1Ju 5,5-13; Sal 147; Lc 5,12-16

Quiero. ¿Cómo puede ser un diálogo tan sencillo? Por nuestra parte, la fe en él. Por la suya, la prestancia en el hacer con su misericordia. Importa poco si  el hombre era malvado, publicano, extorsionador; un chupasangre. El relato nos dice que estaba lleno de lepra. La peor de las enfermedades. No solo física, sino, para ellos, enfermedad moral que llevaba al desahucio de la comunidad y a la muerte fuera de los límites de la ciudad. Como la cruz de Jesús, también estaba fuera de las murallas de Jerusalén. Jesús se hace lepra para nosotros. Es ahora él quien en conversación tensa con su Padre dice: Si quieres…, pase de mí este cáliz. Pero lo que fue posible para el hombre de nuestro relato lleno de lepra, parecería que no lo es para él, puesto que dejó, y dejamos también nosotros, que muriera clavado en el madero. Su Padre, finalmente, también dice: Quiero, pero parece que se ha enredado en la respuesta y deja que Jesús muera en el absoluto abandono de todos. ¿De todos?, ¿también de él? Misterio de la encarnación. Misterio de la resurrección. Siempre Misterio de Dios.

Mientras tanto, la primera carta de Juan, tan bella, va a su rollo, siempre dando vueltas y vueltas, rumie tras rumie, para hacernos ver de qué manera estamos en la torrentera de amor que procede de Dios Padre. ¿Vencemos al mundo? Sí. Y Jesús, ¿vence al mundo? Sí. A él este vencimiento le cuesta la vida; a nosotros, nos la da. ¿Cómo vencemos nosotros? Creyendo que Jesús es el Hijo de Dios. Decenas de veces vemos cómo en los evangelios, y en nuestra vida presente, nos acercamos al Señor con fe y le pedimos que nos tome de su mano, que nos cure, que nos done la paz, que se termine al violencia entre nosotros, que demos pan a los hambrientos, que nos amemos unos a otros como él nos ha amado, y lo hacemos solo con nuestra fe, pequeña, tan frágil, una fe trufada de dudas, pero que nos acerca a él con esa insinuación maravillosa: Señor, si quieres… Y, qué sorpresa, el Señor siempre nos responde: Quiero. Un querer de misericordia que nos justifica y nos redime del pecado y de la muerte, donándosenos en esa suave suasión que arrastra nuestra voluntad libre: Quiero.

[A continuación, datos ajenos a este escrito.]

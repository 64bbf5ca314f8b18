pub mod aggregate;
pub mod notification;

pub use aggregate::{Employee, EmployeeDto, EmployeeForm, GENDERS};
//! Обёртка одного открытого таба.

use super::registry::render_tab_content;
use crate::layout::global_context::{AppGlobalContext, Tab as TabData};
use leptos::prelude::*;

/// Content of one open tab. All open tabs stay mounted so that a list keeps
/// its search text while another tab is in front; inactive ones are hidden
/// with CSS.
#[component]
pub fn TabPage(tab: TabData, tabs_store: AppGlobalContext) -> impl IntoView {
    let TabData { key, title } = tab;

    let key_for_active = key.clone();
    let is_active = move || {
        tabs_store
            .active
            .with(|active| active.as_deref() == Some(key_for_active.as_str()))
    };

    log::debug!("Tab page mounted: {}", key);
    let key_for_cleanup = key.clone();
    on_cleanup(move || log::debug!("Tab page unmounted: {}", key_for_cleanup));

    let content = render_tab_content(&key, tabs_store);

    view! {
        <section
            class="tabs__item"
            class:tabs__item--hidden=move || !is_active()
            data-tab-key=key
            aria-label=title
        >
            {content}
        </section>
    }
}
//! Utilities for date formatting
//!
//! Report dates are shown the way the user's browser formats dates.

use chrono::NaiveDate;

/// Today's date in the browser locale (e.g. "10/17/2026" for en-US).
pub fn today_display() -> String {
    let locale_date = js_sys::Date::new_0()
        .to_locale_date_string("default", &wasm_bindgen::JsValue::UNDEFINED);
    let locale_date: String = locale_date.into();
    if locale_date.trim().is_empty() {
        fallback_date(chrono::Local::now().date_naive())
    } else {
        locale_date
    }
}

/// M/D/YYYY, used when the locale date is unavailable
pub fn fallback_date(date: NaiveDate) -> String {
    date.format("%-m/%-d/%Y").to_string()
}

#[cfg(test)]
mod tests {
    use super::*;

    #[test]
    fn test_fallback_date() {
        let date = NaiveDate::from_ymd_opt(2026, 3, 5).unwrap();
        assert_eq!(fallback_date(date), "3/5/2026");
        let date = NaiveDate::from_ymd_opt(2026, 12, 31).unwrap();
        assert_eq!(fallback_date(date), "12/31/2026");
    }
}
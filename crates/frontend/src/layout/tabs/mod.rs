//! Tab management module
//!
//! Содержит:
//! - `page` - компонент TabPage для обёртки контента таба
//! - `registry` - маппинг tab.key → View (единственный источник правды)
//! - `keys` - построение и разбор ключей табов агрегатов
//! - `tab_labels` - заголовки табов

pub mod keys;
pub mod page;
pub mod registry;
pub mod tab_labels;

pub use page::TabPage;
pub use tab_labels::{detail_tab_label, tab_label_for_key};
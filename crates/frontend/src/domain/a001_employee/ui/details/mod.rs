//! Employee Details UI Module (create / edit form)
//!
//! MVVM pattern:
//! - view_model.rs: form signals, validation and save command
//! - view.rs: Leptos component (pure UI)

mod view;
mod view_model;

pub use view::EmployeeDetails;
pub use view_model::EmployeeDetailsVm;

Porque Jesucristo viene a nosotros con agua y con sangre. Tradición joánica que tanto énfasis pone en los humores que salieron del cuerpo de Jesús traspasado por la lanza. ¿Será de Cristo una Iglesia que no tiene también el pecho herido por la lanza? El Espíritu da testimonio de esa sangre y de esa agua, estando de acuerdo con lo que son como signo de pertenencia a Cristo en su Iglesia. Ese es el testimonio de Dios, y ese es también nuestro testimonio: creer en el Hijo de Dios. De esta manera tendremos dentro dicho testimonio. Nuestra fe, pues, es un testimonio que llevamos dentro de nosotros, y que resplandece hacia fuera con una luz que, por más pequeña que pueda aparecer, es luz divina, fruto de aquel maravilloso intercambio del que hablábamos ayer. La carta sigue con sus rumies: y el testimonio es que Dios nos ha dado vida eterna, y esta vida está en su Hijo. Permanencia y testimonio. Permanecer en él. Vivir en nuestras internalidades ese tener al Hijo. ¿Cómo será esto posible? Por la fe. Y teniendo al Hijo, tenemos vida; vida eterna para el siempre, siempre, siempre de Dios.